ACTIVITY => Your response should be the complete data, transcribed exactly.

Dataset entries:
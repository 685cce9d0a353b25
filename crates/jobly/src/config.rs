//! Database configuration.
//!
//! Loaded from the environment (with `.env` support) or from a TOML file:
//!
//! ```toml
//! [database]
//! url = "postgres://${PGUSER}@localhost/jobly"
//! pool_max_size = 8
//! ```

use crate::error::{JoblyError, JoblyResult};
use serde::Deserialize;
use std::path::Path;

pub const DEFAULT_POOL_MAX_SIZE: usize = 16;

#[derive(Debug, Clone, PartialEq, Eq)]
pub struct JoblyConfig {
    pub database_url: String,
    pub pool_max_size: usize,
}

#[derive(Debug, Deserialize)]
struct ConfigFile {
    database: DatabaseSection,
}

#[derive(Debug, Deserialize)]
struct DatabaseSection {
    url: String,
    #[serde(default = "default_pool_max_size")]
    pool_max_size: usize,
}

fn default_pool_max_size() -> usize {
    DEFAULT_POOL_MAX_SIZE
}

impl JoblyConfig {
    pub fn new(database_url: impl Into<String>) -> Self {
        Self {
            database_url: database_url.into(),
            pool_max_size: DEFAULT_POOL_MAX_SIZE,
        }
    }

    pub fn with_pool_max_size(mut self, max_size: usize) -> Self {
        self.pool_max_size = max_size;
        self
    }

    /// Read `DATABASE_URL` and optional `JOBLY_POOL_SIZE`.
    ///
    /// A `.env` file in the working directory is loaded first if present.
    pub fn from_env() -> JoblyResult<Self> {
        dotenvy::dotenv().ok();

        let database_url = std::env::var("DATABASE_URL")
            .map_err(|_| JoblyError::config("DATABASE_URL is not set"))?;

        let pool_max_size = match std::env::var("JOBLY_POOL_SIZE") {
            Ok(raw) => raw.trim().parse().map_err(|e| {
                JoblyError::config(format!("invalid JOBLY_POOL_SIZE '{raw}': {e}"))
            })?,
            Err(_) => DEFAULT_POOL_MAX_SIZE,
        };

        let config = Self {
            database_url,
            pool_max_size,
        };
        config.validate()?;
        Ok(config)
    }

    /// Parse a TOML document; `${VAR}` references are expanded from the environment.
    pub fn from_toml_str(raw: &str) -> JoblyResult<Self> {
        let file: ConfigFile = toml::from_str(raw)
            .map_err(|e| JoblyError::config(format!("failed to parse config: {e}")))?;

        let config = Self {
            database_url: expand_env_vars(&file.database.url)?,
            pool_max_size: file.database.pool_max_size,
        };
        config.validate()?;
        Ok(config)
    }

    pub fn load(path: impl AsRef<Path>) -> JoblyResult<Self> {
        let path = path.as_ref();
        let raw = std::fs::read_to_string(path).map_err(|e| {
            JoblyError::config(format!(
                "failed to read config file {}: {e}",
                path.display()
            ))
        })?;
        Self::from_toml_str(&raw)
    }

    fn validate(&self) -> JoblyResult<()> {
        if self.database_url.trim().is_empty() {
            return Err(JoblyError::config("database url must not be empty"));
        }
        if self.pool_max_size == 0 {
            return Err(JoblyError::config("pool_max_size must be at least 1"));
        }
        Ok(())
    }
}

fn expand_env_vars(input: &str) -> JoblyResult<String> {
    let mut out = String::with_capacity(input.len());
    let mut chars = input.chars().peekable();

    while let Some(c) = chars.next() {
        if c == '$' && chars.peek() == Some(&'{') {
            chars.next(); // consume '{'

            let mut key = String::new();
            let mut closed = false;
            for ch in chars.by_ref() {
                if ch == '}' {
                    closed = true;
                    break;
                }
                key.push(ch);
            }

            if !closed {
                return Err(JoblyError::config(format!(
                    "unterminated env var reference: ${{{key}}}"
                )));
            }
            if key.is_empty() {
                return Err(JoblyError::config("invalid env var reference: ${}"));
            }

            let v = std::env::var(&key).map_err(|_| {
                JoblyError::config(format!("missing env var for config expansion: {key}"))
            })?;
            out.push_str(&v);
            continue;
        }

        out.push(c);
    }

    Ok(out)
}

OUTPUT FOR THIS TASK =>
repository 685cce9d0a353b25
filename crates/jobly/src/config.rs
//! Database configuration.
//!
//! Loaded from the environment (with `.env` support) or from a TOML file:
//!
//! ```toml
//! [database]
//! url = "postgres://${PGUSER}@localhost/jobly"
//! pool_max_size = 8
//! ```

use crate::error::{JoblyError, JoblyResult};
use serde::Deserialize;
use std::path::Path;

pub const DEFAULT_POOL_MAX_SIZE: usize = 16;

#[derive(Debug, Clone, PartialEq, Eq)]
pub struct JoblyConfig {
    pub database_url: String,
    pub pool_max_size: usize,
}

#[derive(Debug, Deserialize)]
struct ConfigFile {
    database: DatabaseSection,
}

#[derive(Debug, Deserialize)]
struct DatabaseSection {
    url: String,
    #[serde(default = "default_pool_max_size")]
    pool_max_size: usize,
}

fn default_pool_max_size() -> usize {
    DEFAULT_POOL_MAX_SIZE
}

impl JoblyConfig {
    pub fn new(database_url: impl Into<String>) -> Self {
        Self {
            database_url: database_url.into(),
            pool_max_size: DEFAULT_POOL_MAX_SIZE,
        }
    }

    pub fn with_pool_max_size(mut self, max_size: usize) -> Self {
        self.pool_max_size = max_size;
        self
    }

    /// Read `DATABASE_URL` and optional `JOBLY_POOL_SIZE`.
    ///
    /// A `.env` file in the working directory is loaded first if present.
    pub fn from_env() -> JoblyResult<Self> {
        dotenvy::dotenv().ok();

        let database_url = std::env::var("DATABASE_URL")
            .map_err(|_| JoblyError::config("DATABASE_URL is not set"))?;

        let pool_max_size = match std::env::var("JOBLY_POOL_SIZE") {
            Ok(raw) => raw.trim().parse().map_err(|e| {
                JoblyError::config(format!("invalid JOBLY_POOL_SIZE '{raw}': {e}"))
            })?,
            Err(_) => DEFAULT_POOL_MAX_SIZE,
        };

        let config = Self {
            database_url,
            pool_max_size,
        };
        config.validate()?;
        Ok(config)
    }

    /// Parse a TOML document; `${VAR}` references are expanded from the environment.
    pub fn from_toml_str(raw: &str) -> JoblyResult<Self> {
        let file: ConfigFile = toml::from_str(raw)
            .map_err(|e| JoblyError::config(format!("failed to parse config: {e}")))?;

        let config = Self {
            database_url: expand_env_vars(&file.database.url)?,
            pool_max_size: file.database.pool_max_size,
        };
        config.validate()?;
        Ok(config)
    }

    pub fn load(path: impl AsRef<Path>) -> JoblyResult<Self> {
        let path = path.as_ref();
        let raw = std::fs::read_to_string(path).map_err(|e| {
            JoblyError::config(format!(
                "failed to read config file {}: {e}",
                path.display()
            ))
        })?;
        Self::from_toml_str(&raw)
    }

    fn validate(&self) -> JoblyResult<()> {
        if self.database_url.trim().is_empty() {
            return Err(JoblyError::config("database url must not be empty"));
        }
        if self.pool_max_size == 0 {
            return Err(JoblyError::config("pool_max_size must be at least 1"));
        }
        Ok(())
    }
}

fn expand_env_vars(input: &str) -> JoblyResult<String> {
    let mut out = String::with_capacity(input.len());
    let mut chars = input.chars().peekable();

    while let Some(c) = chars.next() {
        if c == '$' && chars.peek() == Some(&'{') {
            chars.next(); // consume '{'

            let mut key = String::new();
            let mut closed = false;
            for ch in chars.by_ref() {
                if ch == '}' {
                    closed = true;
                    break;
                }
                key.push(ch);
            }

            if !closed {
                return Err(JoblyError::config(format!(
                    "unterminated env var reference: ${{{key}}}"
                )));
            }
            if key.is_empty() {
                return Err(JoblyError::config("invalid env var reference: ${}"));
            }

            let v = std::env::var(&key).map_err(|_| {
                JoblyError::config(format!("missing env var for config expansion: {key}"))
            })?;
            out.push_str(&v);
            continue;
        }

        out.push(c);
    }

    Ok(out)
}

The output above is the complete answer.